The property has been owned by the Charter Hall Direct CDC Trust (52%), Charter Hall Direct Fund No 2 (24%) and Charter Hall Direct Fund No. 3 (24%). The CDC Trust reached the end of its defined investment term, triggering a need to divest the interest in the asset which is the sole asset in the Trust. The Trust held the asset at a value of $108m.

 

Charter Hall claim that the opportunity provided a mutually beneficial outcome for the CDC syndicate investors to exit, whilst providing CQR a resilient exposure to logistics, leased to one of its major convenience retail customers in Coles.

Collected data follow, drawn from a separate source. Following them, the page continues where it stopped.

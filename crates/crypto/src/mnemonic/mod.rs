//! Mnemonic-based key derivation for Filecoin accounts
//!
//! Implements BIP-39 phrase parsing and BIP-32 hierarchical deterministic
//! derivation along the Filecoin BIP-44 path.
//!
//! # Derivation Path
//!
//! ```text
//! m / 44' / 461' / 0' / 0 / account
//! ```
//!
//! Where:
//! - `44'` = BIP-44 purpose
//! - `461'` = Filecoin coin type (SLIP-0044)
//! - `account` = account index (0, 1, 2, ...), non-hardened
//!
//! The 32-byte node key at the end of the path is used directly as the
//! secp256k1 scalar, or as the ChaCha20 seed for BLS key generation.
//!
//! # Example
//!
//! ```rust
//! use filwallet_crypto::mnemonic::{derive_keys, DerivationConfig, Mnemonic};
//! use filwallet_types::Network;
//!
//! let mnemonic = Mnemonic::from_phrase(
//!     "test test test test test test test test test test test junk",
//! ).unwrap();
//!
//! let (secp, bls) = derive_keys(&mnemonic, &DerivationConfig::new(0)).unwrap();
//! println!("{}", secp.public_key.address(Network::Mainnet).unwrap());
//! println!("{}", bls.public_key.address(Network::Mainnet).unwrap());
//! ```

mod derive;
mod error;
mod generate;

pub use derive::{
    derive, derive_address, derive_bls_key, derive_key_material, derive_keys, derive_secp256k1_key,
    key_from_material, DerivationConfig, BIP44_PURPOSE, DEFAULT_DERIVATION_PATH,
    FILECOIN_COIN_TYPE, MAX_PASSPHRASE_LEN,
};
pub use error::{MnemonicError, MnemonicResult};
pub use generate::Mnemonic;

Charter Hall have not provided any guidance on the relative pricing of the asset nor how they have dealt with the conflicts of interest that naturally arise when dealing assets between funds within the same group.

 

Charter Hall acquired the asset from Goodman Group for about $157.2 million in 2014. A 52% interest would have cost the CDC Trust $81m. The property was reported to have been acquired at that time on an initial yield of 7.51%.

 

Late last year, Charter Hall and Coles agreed to extend the lease from February 2027 to December 2034. Assuming other provisions of the lease were unchanged, the lease rent was to have increased by 2.75% per annum and currently be approximately $13.3m p.a. If that were the case, the transaction would reflect a passing yield of 6.2% which appears softer than what the market would price this asset at.

 

Nevertheless, the result appears to be a good result for CDC investors with our estimates suggesting the investment was likely to provided a 7 year IRR in excess of 20%. Considering performance fees for the Fund are equal to 15% of the proceeds above a 10% return, the sale is likely to generate an additional $4.5m in performance fees to the Group.

 

Charter Hall Retail REIT’s CEO, Greg Chubb said “Today’s acquisition continues CQR’s longstanding partnership with Coles, one of our leading Major tenants. This acquisition increases the certainty of income through a long 14.5 year lease, provides growth for CQR investors through fixed rental escalations, and improves the resilience and security of income by further increasing CQR’s exposure to Coles. Today’s acquisition fits in our Long WALE Retail property category and is consistent with CQR’s strategy is to be the leading owner and manager of property for convenience retailers.”